BISMARCK, N.D. — Deadly bacterial pneumonia among bighorn sheep in the North Dakota Badlands spread to three previously unaffected herds last year, resulting in the smallest estimated population in more than a decade.
State wildlife officials are still confident that this year's fall hunting season will be held, though possibly with fewer licenses.
Game and Fish Department biologists counted 265 bighorns in a population survey that began last fall and was completed in March with the recounting of lambs to see how many survived the winter. It's the lowest count since 2006, according to big game biologist Brett Wiedmann.
The number of adult sheep declined from 2016, and while the lamb count improved slightly, it was still well below the long-term average, he said.
"Fortunately, adult mortality was low in previously affected herds, and lamb survival improved as well, which could indicate those herds initially exposed to the deadly pathogens in 2014 are beginning to recover," Wiedmann said.
The outbreak of disease four years ago killed about three dozen sheep, leading Game and Fish to cancel the fall hunting season in 2015 for the first time in more than three decades. The agency reinstated hunting in 2016 after the deaths tapered off but reduced licenses in 2017 after a summer survey documented a significant drop in the number of rams, which hunters seek for their trophy horns.
Wiedmann said that with the spread of disease to the three new herds, all 15 herds in the Badlands population have the pathogen that can lead to pneumonia.

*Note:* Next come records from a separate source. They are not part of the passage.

//! Shared fixtures for the cross-crate flows under `tests/`.

use std::collections::HashMap;
use std::sync::Arc;
use std::time::Duration;

use alloy_primitives::{Bytes, U256};
use sponsorkit_aa::{AccountFactory, InMemoryRelay, SolCounterAbi};
use sponsorkit_auth::{LocalKeyProvider, LocalSigner};
use sponsorkit_chain::{ChainConfig, ConfigError, EnvConfig, InMemoryChain};
use sponsorkit_common::{Result, SecretBytes, UserInfo};
use sponsorkit_session::{CounterApp, SessionOptions, WalletSession};

pub const POLL_INTERVAL: Duration = Duration::from_millis(5000);

/// Environment as the gateway would read it, with an optional `CHAIN_ID`.
pub fn env_config(chain_id: Option<&str>) -> std::result::Result<EnvConfig, ConfigError> {
    let mut env: HashMap<&str, String> = HashMap::from([
        ("SPONSOR_API_KEY", "testnet-key".to_string()),
        ("SPONSOR_API_KEY_MAINNET", "mainnet-key".to_string()),
        ("MUMBAI_RPC_URL", "https://mumbai.example".to_string()),
        ("BASEGOERLI_RPC_URL", "https://base-goerli.example".to_string()),
        ("GNOSIS_RPC_URL", "https://gnosis.example".to_string()),
        ("IDENTITY_CLIENT_ID", "client-e2e".to_string()),
        (
            "WALLET_FACTORY_ADDRESS",
            "0x00000000000000000000000000000000000000fa".to_string(),
        ),
        ("WALLET_INIT_CODE_HASH", format!("0x{}", "ab".repeat(32))),
        ("POLL_INTERVAL_MS", POLL_INTERVAL.as_millis().to_string()),
    ]);
    if let Some(id) = chain_id {
        env.insert("CHAIN_ID", id.to_string());
    }
    EnvConfig::from_lookup(|k| env.get(k).cloned())
}

/// Deterministic development identity.
pub fn local_provider() -> LocalKeyProvider {
    let signer = match LocalSigner::from_secret(&SecretBytes(vec![0x11; 32])) {
        Ok(signer) => signer,
        Err(_) => LocalSigner::random(),
    };
    LocalKeyProvider::new(
        signer,
        UserInfo {
            email: Some("e2e@example.com".into()),
            name: Some("End To End".into()),
            type_of_login: Some("google".into()),
            ..Default::default()
        },
    )
}

/// Wallet session wired to in-memory chain and relay for the configured chain.
pub struct Harness {
    pub chain_config: ChainConfig,
    pub chain: Arc<InMemoryChain>,
    pub relay: Arc<InMemoryRelay>,
    pub provider: Arc<LocalKeyProvider>,
    pub app: CounterApp,
}

impl Harness {
    pub fn new(config: &EnvConfig, provider: LocalKeyProvider) -> Self {
        let chain_config = config.chain_config();
        let chain = Arc::new(InMemoryChain::new(chain_config.chain_id));
        let relay = Arc::new(InMemoryRelay::new());
        let provider = Arc::new(provider);
        let options = SessionOptions::new(
            config.identity_client_id.clone(),
            AccountFactory::new(config.wallet_factory, config.wallet_init_code_hash),
            Arc::new(SolCounterAbi),
        )
        .with_poll_interval(config.poll_interval);
        let session = WalletSession::new(provider.clone(), relay.clone(), options);
        Self {
            chain_config,
            chain,
            relay,
            provider,
            app: CounterApp::new(Arc::new(session)),
        }
    }

    pub fn session(&self) -> &Arc<WalletSession> {
        self.app.session()
    }

    pub async fn init(&self) -> Result<()> {
        self.session()
            .init(self.chain_config.clone(), self.chain.clone())
            .await
    }

    /// Value the counter contract reports from now on.
    pub fn set_counter(&self, value: u64) {
        self.chain.set_call_result(
            self.chain_config.target,
            SolCounterAbi::COUNTER_SELECTOR,
            Bytes::from(U256::from(value).to_be_bytes::<32>().to_vec()),
        );
    }
}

He said the spread "will probably affect the number of licenses we have."
Bighorn hunting is popular in North Dakota, with thousands of people typically applying for fewer than 10 licenses. The licenses are distributed through a lottery, except for one that is auctioned off every year by the Midwest Chapter of the Wild Sheep Foundation to raise money for sheep management. Five licenses were issued last year, down from eight the previous year.
A decision on this year's hunting season will be made in September, after a summer survey of the sheep population.
"The next few years will be important in determining if the state's population shows signs of recovering from the disease outbreak, or if the pathogens are likely to persist and cause a long-term population decline," Wiedmann said.